AMNA NAWAZ: But what does this say to you now in terms of what the administration is willing to do and how this was carried out?

DAVID BROOKS: Well, obviously, they're trying to send a note of intimidation, not only to her, but to all judges and maybe to all Americans.

But I don't yet know the specific details of this case, whether she escorted the guy out the jury door or whether she led him. So that's all murky. I don't want to comment on this specific case.

But especially on the issue of immigration, there are a lot of people who are appalled by what the administration is doing. And there will be times for civil disobedience. And, to me, if she — let's say she did escort this guy out the door. If federal enforcement agencies come to your courtroom and you help a guy escape, that is two things.

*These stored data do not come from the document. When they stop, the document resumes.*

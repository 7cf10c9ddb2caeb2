//! Allocation seam for page-table code.
//!
//! Code that only needs "a frame, please" (page-table walkers creating
//! intermediate tables, anonymous mappings) takes `&mut impl FrameAlloc`
//! instead of the whole allocator. A shared `&FrameAllocator` implements it,
//! so one allocator can be handed to any number of such users.

use crate::Frame;
use crate::allocator::FrameAllocator;
use crate::free_list::FreeList;
use crate::phys_mapper::PhysMapper;

/// Minimal 4 KiB frame source.
pub trait FrameAlloc {
    /// Allocate one frame, or `None` when out of memory.
    fn alloc_4k(&mut self) -> Option<Frame>;

    /// Give back a frame obtained from [`alloc_4k`](Self::alloc_4k).
    fn free_4k(&mut self, frame: Frame);
}

impl<M, F, const N: usize> FrameAlloc for &FrameAllocator<M, F, N>
where
    M: PhysMapper,
    F: FreeList,
{
    #[inline]
    fn alloc_4k(&mut self) -> Option<Frame> {
        self.alloc()
    }

    #[inline]
    fn free_4k(&mut self, frame: Frame) {
        self.free(frame);
    }
}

One, it strikes me as maybe something illegal, but it also strikes me as something heroic. And in times of trouble, then people are sometimes called to do civil disobedience. And in my view, when people do civil disobedience, they have to pay the price. That's part of the heroism of it, frankly.

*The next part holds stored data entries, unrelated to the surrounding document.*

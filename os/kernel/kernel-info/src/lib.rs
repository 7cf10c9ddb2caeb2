//! # Kernel Configuration
//!
//! Compile-time constants shared by the kernel's memory subsystems. The
//! physical frame allocator sizes its bookkeeping tables from these values,
//! so they must agree with the linker script and the boot loader's view of
//! physical memory.
//!
//! ## Physical Memory Layout
//!
//! ```text
//! 0x0000_0000 ┌─────────────────────────────────┐
//!             │     Low Memory (< 1MiB)         │
//!             │  (BIOS, VGA, DMA buffers)       │
//! POOL_START  ├─────────────────────────────────┤ 0x0010_0000 (1 MiB)
//!             │       Kernel Image              │
//!             │   (Text, Data, BSS)             │
//!             ├ ─ ─ ─ ─ ─ ─ ─ ─ ─ ─ ─ ─ ─ ─ ─ ─ ┤ end of image
//!             │    Frame Pool                   │
//!             │  (Managed by the frame          │
//!             │   allocator, 4 KiB frames)      │
//! POOL_END    └─────────────────────────────────┘ 0x0800_0000 (128 MiB)
//! ```
//!
//! The window `[POOL_START, POOL_END)` is what the allocator's reference
//! count table covers. The kernel hands the allocator only the part of that
//! window that lies past its own image.
//!
//! ## Validation
//! Every relationship between the constants is checked by a `const`
//! assertion, so an inconsistent configuration fails the build instead of
//! corrupting memory at runtime.

#![cfg_attr(not(any(test, doctest)), no_std)]

pub mod memory;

And so you can both think that she shouldn't have legally done this and that morally protecting somebody against, maybe not even in this case, but in other cases, frankly, a predatory enforcement agency, sometimes, civil disobedience is necessary.

And I don't know if we will get to this point, but we could get to this point in weeks or months where acts of civil disobedience on a lot of fronts may be necessary. And the Trump administration will probably welcome that kind of fight, but their opponents should welcome that kind of fight.

And that's one of the ways you can shift public opinion, because one of the ways authoritarians lose control is when their opponents protest in a nonviolent way, and the authoritarians crack down violently. That's the way you delegitimize an authoritarian regime.

And so that — it may come to that.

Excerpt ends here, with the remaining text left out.